応接用の一室に入り、向かいに二人が座る。
人払いをしたところでギルバートがずばり切り出した。
「お前の父親、ジョアン・シブレット男爵に魔力偽証の疑いがある」
「ぎ、偽証ですか」
シュヴァルツがかみ砕いて説明してくれる。
「義兄上は君がアンドヴァリ公爵家と血が繋がっているのかを調べていたそうだ。『大自在の魔女』は現在レイラとユーグカ以外、君が初めての発見だからね。君にもアンドヴァリ公爵家の血が混じっているのなら遺伝の可能性を検討できるから。
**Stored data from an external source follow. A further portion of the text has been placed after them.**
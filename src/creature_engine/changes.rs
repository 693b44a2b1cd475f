/*
 * Creature Core - Change Protocol
 * 开发心理过程:
 * 1. 每个子状态都有自己的变更枚举，统一实现 check / apply / undo 三段协议
 * 2. FormChange 是组合信封，按顺序携带多个子状态变更，要么全部生效要么全部回滚
 * 3. 逆变更在应用前根据旧状态生成，恢复的是原值而不是反向增量
 * 4. ChangeResult 携带失败原因、逆变更和触发的生物事件
 */

use indexmap::{IndexMap, IndexSet};
use serde::{Deserialize, Serialize};
use std::hash::Hash;

use super::ability_state::Ability;
use super::enums::{
    Aggression, BodyShape, ChangePriority, ChangeSource, CreatureEvent, Intelligence, Locomotion, Size,
    SocialStructure,
};
use super::trait_state::TraitDefinition;

// 子状态的变更协议
pub trait StateComponent {
    type Change;

    // 子状态名称，用于日志和校验信息
    const NAME: &'static str;

    // 返回变更不合法的原因，空列表表示可以应用
    fn check_change(&self, change: &Self::Change) -> Vec<String>;

    fn can_apply_change(&self, change: &Self::Change) -> bool {
        self.check_change(change).is_empty()
    }

    // 应用变更；不合法时不做任何修改并返回false
    fn apply_change(&mut self, change: &Self::Change) -> bool;

    // 必须在apply之前调用，读取的是变更前的状态
    fn generate_undo(&self, change: &Self::Change) -> Option<Self::Change>;

    fn validate(&self) -> Vec<String>;

    fn is_valid(&self) -> bool {
        self.validate().is_empty()
    }
}

// 物理形态变更
#[derive(Debug, Clone, PartialEq, Serialize, Deserialize)]
#[serde(tag = "op", rename_all = "snake_case")]
pub enum PhysicalChange {
    SetSize { size: Size },
    SetShape { shape: BodyShape },
    SetPrimaryLocomotion { mode: Locomotion },
    AddSecondaryLocomotion { mode: Locomotion },
    RemoveSecondaryLocomotion { mode: Locomotion },
    RestoreSecondaryLocomotion { mode: Locomotion, index: usize },
    // 与指定的次要移动方式互换
    PromoteSecondaryLocomotion { mode: Locomotion },
    // 第一个次要移动方式成为主要方式，原主要方式被移除
    DropPrimaryLocomotion,
    // 当前主要方式退回次要列表首位，指定方式成为主要方式
    RestorePrimaryLocomotion { mode: Locomotion },
    AddFeature { feature: String },
    RemoveFeature { feature: String },
    RestoreFeature { feature: String, index: usize },
}

// 能力变更
#[derive(Debug, Clone, PartialEq, Serialize, Deserialize)]
#[serde(tag = "op", rename_all = "snake_case")]
pub enum AbilityChange {
    AddAbility { ability: Ability },
    RestoreAbility { ability: Ability, index: usize },
    RemoveAbility { name: String },
    ModifyPower { name: String, delta: f32 },
    SetPower { name: String, power: f32 },
    SetActive { name: String, active: bool },
    AddRequirement { name: String, requirement: String },
    RemoveRequirement { name: String, requirement: String },
    RestoreRequirement { name: String, requirement: String, index: usize },
}

// 特性变更
#[derive(Debug, Clone, PartialEq, Serialize, Deserialize)]
#[serde(tag = "op", rename_all = "snake_case")]
pub enum TraitChange {
    AddTrait { definition: TraitDefinition },
    // 恢复被移除的特性，包括它在序列中的位置和指向它的变异路径
    RestoreTrait {
        definition: TraitDefinition,
        index: usize,
        #[serde(default)]
        mutation_sources: Vec<RelationLink>,
        #[serde(default)]
        incompatible_partners: Vec<RelationLink>,
    },
    RemoveTrait { name: String },
    AddManifestation { name: String, manifestation: String },
    RemoveManifestation { name: String, manifestation: String },
    RestoreManifestation { name: String, manifestation: String, index: usize },
    SetIncompatible { first: String, second: String },
    RemoveIncompatibility { first: String, second: String },
    // 两侧的位置分别记录，撤销后冲突集合的顺序不变
    RestoreIncompatibility { first: String, second: String, first_index: usize, second_index: usize },
    SetBaseStrength { name: String, strength: f32 },
    ModifyBaseStrength { name: String, delta: f32 },
    SetThemeResonance { name: String, theme: String, resonance: f32 },
    ClearThemeResonance { name: String, theme: String },
    RestoreThemeResonance { name: String, theme: String, resonance: f32, index: usize },
    AddMutationPath { name: String, target: String },
    RemoveMutationPath { name: String, target: String },
    RestoreMutationPath { name: String, target: String, index: usize },
}

// 另一个特性的关系集合中指向某特性的条目及其位置
#[derive(Debug, Clone, PartialEq, Eq, Serialize, Deserialize)]
pub struct RelationLink {
    pub name: String,
    pub index: usize,
}

// 行为变更
#[derive(Debug, Clone, PartialEq, Serialize, Deserialize)]
#[serde(tag = "op", rename_all = "snake_case")]
pub enum BehaviorChange {
    SetIntelligence { intelligence: Intelligence },
    SetAggression { aggression: Aggression },
    SetSocialStructure { social_structure: SocialStructure },
    AddBehavior { behavior: String },
    RemoveBehavior { behavior: String },
    RestoreBehavior { behavior: String, index: usize },
    SetThemeInfluence { theme: String, influence: f32 },
    ClearThemeInfluence { theme: String },
    RestoreThemeInfluence { theme: String, influence: f32, index: usize },
}

// 子状态变更的标签联合
#[derive(Debug, Clone, PartialEq, Serialize, Deserialize)]
#[serde(tag = "target", content = "change", rename_all = "snake_case")]
pub enum StateChange {
    Physical(PhysicalChange),
    Ability(AbilityChange),
    Trait(TraitChange),
    Behavior(BehaviorChange),
}

impl StateChange {
    pub fn target_name(&self) -> &'static str {
        match self {
            StateChange::Physical(_) => "physical",
            StateChange::Ability(_) => "ability",
            StateChange::Trait(_) => "trait",
            StateChange::Behavior(_) => "behavior",
        }
    }

    // 成功应用后触发的生物事件
    pub fn event(&self) -> Option<CreatureEvent> {
        match self {
            StateChange::Physical(_) => Some(CreatureEvent::FormChanged),
            StateChange::Ability(AbilityChange::AddAbility { .. })
            | StateChange::Ability(AbilityChange::RestoreAbility { .. })
            | StateChange::Ability(AbilityChange::SetActive { active: true, .. }) => {
                Some(CreatureEvent::AbilityUnlocked)
            }
            StateChange::Ability(AbilityChange::RemoveAbility { .. }) => Some(CreatureEvent::AbilityLost),
            StateChange::Ability(_) => None,
            StateChange::Trait(TraitChange::AddTrait { .. })
            | StateChange::Trait(TraitChange::RestoreTrait { .. }) => Some(CreatureEvent::TraitGained),
            StateChange::Trait(TraitChange::RemoveTrait { .. }) => Some(CreatureEvent::TraitLost),
            StateChange::Trait(_) => None,
            StateChange::Behavior(BehaviorChange::SetIntelligence { .. })
            | StateChange::Behavior(BehaviorChange::SetAggression { .. })
            | StateChange::Behavior(BehaviorChange::SetSocialStructure { .. }) => {
                Some(CreatureEvent::BehaviorShifted)
            }
            StateChange::Behavior(_) => None,
        }
    }
}

impl From<PhysicalChange> for StateChange {
    fn from(change: PhysicalChange) -> Self {
        StateChange::Physical(change)
    }
}

impl From<AbilityChange> for StateChange {
    fn from(change: AbilityChange) -> Self {
        StateChange::Ability(change)
    }
}

impl From<TraitChange> for StateChange {
    fn from(change: TraitChange) -> Self {
        StateChange::Trait(change)
    }
}

impl From<BehaviorChange> for StateChange {
    fn from(change: BehaviorChange) -> Self {
        StateChange::Behavior(change)
    }
}

// 变更元数据
#[derive(Debug, Clone, PartialEq, Default, Serialize, Deserialize)]
#[serde(default)]
pub struct ChangeMetadata {
    pub source: ChangeSource,
    pub priority: ChangePriority,
    pub description: String,
    pub tags: Vec<String>,
}

// 组合变更信封
#[derive(Debug, Clone, PartialEq, Default, Serialize, Deserialize)]
pub struct FormChange {
    #[serde(default)]
    pub metadata: ChangeMetadata,
    pub changes: Vec<StateChange>,
}

impl FormChange {
    pub fn new(source: ChangeSource, description: impl Into<String>) -> Self {
        Self {
            metadata: ChangeMetadata {
                source,
                description: description.into(),
                ..ChangeMetadata::default()
            },
            changes: Vec::new(),
        }
    }

    // 单一变更的便捷构造
    pub fn single(change: impl Into<StateChange>) -> Self {
        Self {
            metadata: ChangeMetadata::default(),
            changes: vec![change.into()],
        }
    }

    pub fn with_change(mut self, change: impl Into<StateChange>) -> Self {
        self.changes.push(change.into());
        self
    }

    pub fn with_physical_change(self, change: PhysicalChange) -> Self {
        self.with_change(change)
    }

    pub fn with_ability_change(self, change: AbilityChange) -> Self {
        self.with_change(change)
    }

    pub fn with_trait_change(self, change: TraitChange) -> Self {
        self.with_change(change)
    }

    pub fn with_behavior_change(self, change: BehaviorChange) -> Self {
        self.with_change(change)
    }

    pub fn with_priority(mut self, priority: ChangePriority) -> Self {
        self.metadata.priority = priority;
        self
    }

    pub fn with_tag(mut self, tag: impl Into<String>) -> Self {
        self.metadata.tags.push(tag.into());
        self
    }

    pub fn is_empty(&self) -> bool {
        self.changes.is_empty()
    }

    pub fn len(&self) -> usize {
        self.changes.len()
    }

    pub fn has_physical_changes(&self) -> bool {
        self.changes.iter().any(|c| matches!(c, StateChange::Physical(_)))
    }

    pub fn has_ability_changes(&self) -> bool {
        self.changes.iter().any(|c| matches!(c, StateChange::Ability(_)))
    }

    pub fn has_trait_changes(&self) -> bool {
        self.changes.iter().any(|c| matches!(c, StateChange::Trait(_)))
    }

    pub fn has_behavior_changes(&self) -> bool {
        self.changes.iter().any(|c| matches!(c, StateChange::Behavior(_)))
    }

    // 结构性检查，不依赖任何状态
    pub fn validate(&self) -> Vec<String> {
        let mut errors = Vec::new();
        if self.changes.is_empty() {
            errors.push("form change carries no sub-changes".to_string());
        }
        if self.metadata.tags.iter().any(|t| t.is_empty()) {
            errors.push("form change has an empty tag".to_string());
        }
        errors
    }

    // 由按顺序收集的逆变更构造撤销信封，逆变更需要倒序执行
    pub(crate) fn undo_of(original: &ChangeMetadata, mut inverses: Vec<StateChange>) -> Self {
        inverses.reverse();
        let mut tags = original.tags.clone();
        tags.push("undo".to_string());
        Self {
            metadata: ChangeMetadata {
                source: original.source,
                priority: original.priority,
                description: format!("undo: {}", original.description),
                tags,
            },
            changes: inverses,
        }
    }
}

// 变更结果
#[derive(Debug, Clone, PartialEq, Default)]
pub struct ChangeResult {
    pub success: bool,
    pub reasons: Vec<String>,
    pub undo: Option<FormChange>,
    pub events: Vec<CreatureEvent>,
}

impl ChangeResult {
    pub fn succeeded(undo: FormChange, events: Vec<CreatureEvent>) -> Self {
        Self {
            success: true,
            reasons: Vec::new(),
            undo: Some(undo),
            events,
        }
    }

    pub fn failed(reasons: Vec<String>) -> Self {
        Self {
            success: false,
            reasons,
            undo: None,
            events: Vec::new(),
        }
    }

    pub fn failure(reason: impl Into<String>) -> Self {
        Self::failed(vec![reason.into()])
    }

    pub fn is_success(&self) -> bool {
        self.success
    }
}

// 撤销删除时把元素放回原位置；已存在的元素会被移动过去，越界时放到末尾
pub(crate) fn insert_at_position<T: Hash + Eq>(set: &mut IndexSet<T>, value: T, index: usize) {
    let last = if set.contains(&value) { set.len().saturating_sub(1) } else { set.len() };
    set.shift_insert(index.min(last), value);
}

pub(crate) fn insert_entry_at_position<K: Hash + Eq, V>(map: &mut IndexMap<K, V>, key: K, value: V, index: usize) {
    let last = if map.contains_key(&key) { map.len().saturating_sub(1) } else { map.len() };
    map.shift_insert(index.min(last), key, value);
}

#[cfg(test)]
mod tests {
    use super::*;
    use crate::creature_engine::enums::AbilityType;

    #[test]
    fn test_builder_collects_changes() {
        let change = FormChange::new(ChangeSource::Evolution, "grow wings")
            .with_physical_change(PhysicalChange::SetSize { size: Size::Large })
            .with_behavior_change(BehaviorChange::AddBehavior { behavior: "Nesting".to_string() })
            .with_priority(ChangePriority::High)
            .with_tag("molt");

        assert_eq!(change.len(), 2);
        assert!(change.has_physical_changes());
        assert!(change.has_behavior_changes());
        assert!(!change.has_trait_changes());
        assert_eq!(change.metadata.priority, ChangePriority::High);
        assert!(change.validate().is_empty());
    }

    #[test]
    fn test_empty_change_is_structurally_invalid() {
        let change = FormChange::new(ChangeSource::Manual, "nothing");
        assert!(change.is_empty());
        assert_eq!(change.validate().len(), 1);
    }

    #[test]
    fn test_undo_envelope_reverses_order() {
        let metadata = ChangeMetadata {
            description: "pair".to_string(),
            ..ChangeMetadata::default()
        };
        let undo = FormChange::undo_of(
            &metadata,
            vec![
                PhysicalChange::SetSize { size: Size::Tiny }.into(),
                PhysicalChange::SetShape { shape: BodyShape::Avian }.into(),
            ],
        );

        assert_eq!(undo.metadata.description, "undo: pair");
        assert_eq!(undo.metadata.tags, vec!["undo".to_string()]);
        assert_eq!(undo.changes[0], StateChange::Physical(PhysicalChange::SetShape { shape: BodyShape::Avian }));
    }

    #[test]
    fn test_change_json_shape() {
        let change = FormChange::single(AbilityChange::ModifyPower {
            name: "Fireball".to_string(),
            delta: 5.0,
        });
        let value = serde_json::to_value(&change).unwrap();
        assert_eq!(value["changes"][0]["target"], "ability");
        assert_eq!(value["changes"][0]["change"]["op"], "modify_power");

        let parsed: FormChange = serde_json::from_value(value).unwrap();
        assert_eq!(parsed, change);
    }

    #[test]
    fn test_events() {
        let add = StateChange::Ability(AbilityChange::AddAbility {
            ability: Ability::new("Bite", AbilityType::Active, 3.0),
        });
        assert_eq!(add.event(), Some(CreatureEvent::AbilityUnlocked));

        let remove = StateChange::Trait(TraitChange::RemoveTrait { name: "Scales".to_string() });
        assert_eq!(remove.event(), Some(CreatureEvent::TraitLost));

        let tag = StateChange::Behavior(BehaviorChange::AddBehavior { behavior: "Roost".to_string() });
        assert_eq!(tag.event(), None);
    }

    #[test]
    fn test_insert_at_position() {
        let mut set: IndexSet<&str> = ["Horns", "Tail"].into_iter().collect();
        insert_at_position(&mut set, "Claws", 1);
        assert_eq!(set.iter().copied().collect::<Vec<_>>(), vec!["Horns", "Claws", "Tail"]);

        // 已存在的元素被移动，越界位置退到末尾
        insert_at_position(&mut set, "Horns", 9);
        assert_eq!(set.iter().copied().collect::<Vec<_>>(), vec!["Claws", "Tail", "Horns"]);

        let mut map: IndexMap<&str, f32> = IndexMap::new();
        map.insert("fire", 0.5);
        insert_entry_at_position(&mut map, "ice", 0.2, 0);
        assert_eq!(map.keys().copied().collect::<Vec<_>>(), vec!["ice", "fire"]);
    }
}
しかし……」
魔術師の血脈と能力について調査を進めたところ、どうも父の家系の婚姻歴と子女の魔力検査の結果がおかしいのだという。
ギルバートがしかめつらで言った。
「今日まで気づかなかったのは宮廷魔術局側の怠慢でもある。地方魔術師を調べられるほどには人材が足りていないんだ。問題が起きないならわざわざ問題を増やすこともない、とな」
二人は私に書類を見せる。
父は実は二人の妻と結婚する以前、なかなか縁談がまとまらなかったらしい。
そこには複数の魔術師家系との縁談の顛末が記載されている。
最初は妻側からの婚約解消。
次はシブレット男爵家側からの婚約解消。
婚約解消の手続きが多すぎる。
正式な文書にはなくとも、婚約までたどり着かない縁談は大量にあったらしい。
「何らかの事情で、ジョアン・シブレットは結婚を避けられ続けた。ようやく結婚がまとまり、生まれたのがお前だ、リリーベル。お前は『才なし』なのだろう?」
「はい。四大元素の普通の魔力はないです」
「父親が『大自在の魔女』の力を持っていた可能性は?」
「それはないと思います。ユーグカお嬢様やレイラ奥様の前例もありますが、この力は隠しようがないんです。あれば父は私に『悪霊憑き』と怯えることはなかったと思います」
シュヴァルツが痛ましそうな顔をする。
私は「気にしないでください」と伝える気持ちで目配せする。